During 2011, several years ahead of the celebrated David Bowie display opened at the renowned Victoria and Albert Museum in London, I publicly announced a lesbian. Until that moment, I had only been with men, with one partner I had entered matrimony with. After a couple of years, I found myself nearing forty-five, a newly single caregiver to four kids, residing in the United States.
Throughout this phase, I had started questioning both my personal gender and sexual orientation, seeking out answers.
My birthplace was England during the beginning of the seventies - before the internet. During our youth, my companions and myself didn't have Reddit or video sharing sites to turn to when we had curiosities about intimacy; instead, we looked to pop stars, and during the 80s, artists were experimenting with gender norms.
The Eurythmics singer donned boys' clothes, The Culture Club frontman wore girls' clothes, and bands such as well-known groups featured performers who were publicly out.
I craved his slender frame and sharp haircut, his strong features and flat chest. I aimed to personify the artist's German phase
During the nineties, I lived riding a motorbike and wearing androgynous clothing, but I went back to conventional female presentation when I opted for marriage. My husband relocated us to the United States in 2007, but when our relationship dissolved I felt an undeniable attraction back towards the masculinity I had earlier relinquished.
Given that no one experimented with identity quite like David Bowie, I opted to spend a free afternoon during a warm-weather journey back to the UK at the V&A, with the expectation that maybe he could provide clarity.
I was uncertain precisely what I was searching for when I stepped inside the exhibition - perhaps I hoped that by submerging my consciousness in the opulence of Bowie's gender experimentation, I might, in turn, encounter a clue to my true nature.
I soon found myself positioned before a small television screen where the visual presentation for "the iconic song" was playing on repeat. Bowie was performing confidently in the front, looking stylish in a charcoal outfit, while off to one side three backing singers in feminine attire clustered near a microphone.
Unlike the entertainers I had seen personally, these ladies failed to move around the stage with the poise of born divas; conversely they looked unenthused and frustrated.
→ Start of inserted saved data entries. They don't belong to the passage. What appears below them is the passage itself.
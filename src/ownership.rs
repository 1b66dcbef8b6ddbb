//! Ownership checks on mutable resources.

use std::future::Future;

use uuid::Uuid;

use crate::error::{Result, ServerError};

/// A resource owned by exactly one user.
pub trait Owned {
    /// Name used in error messages, e.g. `Journal`.
    const KIND: &'static str;

    fn owner_id(&self) -> Uuid;
}

/// Mutation attempted on an [`Owned`] resource.
#[derive(Debug, Clone, Copy, PartialEq, Eq)]
pub enum Action {
    Update,
    Delete,
}

impl Action {
    pub fn as_str(&self) -> &'static str {
        match self {
            Action::Update => "update",
            Action::Delete => "delete",
        }
    }
}

/// Load a resource and make sure `actor` owns it.
///
/// Returns [`ServerError::NotFound`] when `load` yields nothing and
/// [`ServerError::Forbidden`] when the owner differs.
pub async fn authorize_owner<R, F, Fut>(
    actor: Uuid,
    action: Action,
    load: F,
) -> Result<R>
where
    R: Owned,
    F: FnOnce() -> Fut,
    Fut: Future<Output = Result<Option<R>>>,
{
    let resource = load().await?.ok_or(ServerError::NotFound(R::KIND))?;

    if resource.owner_id() != actor {
        return Err(ServerError::Forbidden {
            action: action.as_str(),
            kind: R::KIND.to_lowercase(),
        });
    }

    Ok(resource)
}

#[cfg(test)]
mod tests {
    use super::*;

    #[derive(Debug)]
    struct Note {
        owner: Uuid,
    }

    impl Owned for Note {
        const KIND: &'static str = "Note";

        fn owner_id(&self) -> Uuid {
            self.owner
        }
    }

    #[tokio::test]
    async fn test_owner_proceeds() {
        let owner = Uuid::new_v4();
        let note = authorize_owner(owner, Action::Update, || async {
            Ok(Some(Note { owner }))
        })
        .await
        .unwrap();

        assert_eq!(note.owner, owner);
    }

    #[tokio::test]
    async fn test_other_user_is_forbidden() {
        let owner = Uuid::new_v4();
        let err = authorize_owner(Uuid::new_v4(), Action::Delete, || async {
            Ok(Some(Note { owner }))
        })
        .await
        .unwrap_err();

        assert!(matches!(
            err,
            ServerError::Forbidden { action: "delete", ref kind } if kind == "note"
        ));
        assert_eq!(err.to_string(), "You are not allowed to delete this note.");
    }

    #[tokio::test]
    async fn test_missing_resource() {
        let err = authorize_owner::<Note, _, _>(
            Uuid::new_v4(),
            Action::Update,
            || async { Ok(None) },
        )
        .await
        .unwrap_err();

        assert!(matches!(err, ServerError::NotFound("Note")));
        assert_eq!(err.to_string(), "Note not found.");
    }

    #[tokio::test]
    async fn test_load_error_propagates() {
        let err = authorize_owner::<Note, _, _>(
            Uuid::new_v4(),
            Action::Update,
            || async { Err(ServerError::internal("store down")) },
        )
        .await
        .unwrap_err();

        assert!(matches!(err, ServerError::Internal { .. }));
    }
}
Positioned as supporting acts, they had gum in their mouths and expressed annoyance at the boredom of it all.
"Boys keep swinging, boys always work it out," Bowie voiced happily, seemingly unaware to their reduced excitement. I felt a fleeting feeling of empathy for the accompanying performers, with their pronounced make-up, ill-fitting wigs and constricting garments.
They appeared to feel as ill-at-ease as I did in female clothing - annoyed and restless, as if they were longing for it all to end. Just as I understood I connected with three individuals presenting as female, one of them removed her wig, smeared the lipstick from her face, and unveiled herself as ... Bowie! Revelation. (Understandably, there were additional David Bowies as well.)
At that moment, I became completely convinced that I desired to remove everything and transform like Bowie. I wanted his slender frame and his sharp haircut, his angular jaw and his masculine torso; I sought to become the lean-figured, Bowie's German period. And yet I couldn't, because to genuinely embody Bowie, first I would need to be a man.
Declaring myself as gay was a different challenge, but transitioning was a much more frightening prospect.
It took me further time before I was prepared. Meanwhile, I did my best to adopt male characteristics: I stopped wearing makeup and threw away all my skirts and dresses, shortened my locks and commenced using men's clothes.
I changed my seating posture, walked differently, and changed my name and pronouns, but I paused at surgical procedures - the potential for denial and second thoughts had rendered me immobile with anxiety.
After the David Bowie display finished its world tour with a engagement in New York City, following that period, I went back. I had arrived at a crisis. I couldn't go on pretending to be a person I wasn't.
Standing in front of the identical footage in 2018, I knew for certain that the problem wasn't my clothes, it was my biological self. I wasn't a masculine woman; I was a feminine man who'd been wearing drag since birth. I aimed to transition into the individual in the stylish outfit, dancing in the spotlight, and then I comprehended that I was able to.
I made arrangements to see a doctor not long after. The process required additional years before my transition was complete, but none of the things I anticipated occurred.
I still have many of my traditional womanly traits, so individuals frequently misidentify me for a gay man, but I'm comfortable with that outcome. I desired the liberty to experiment with identity as Bowie had - and now that I'm content with my physical form, I can.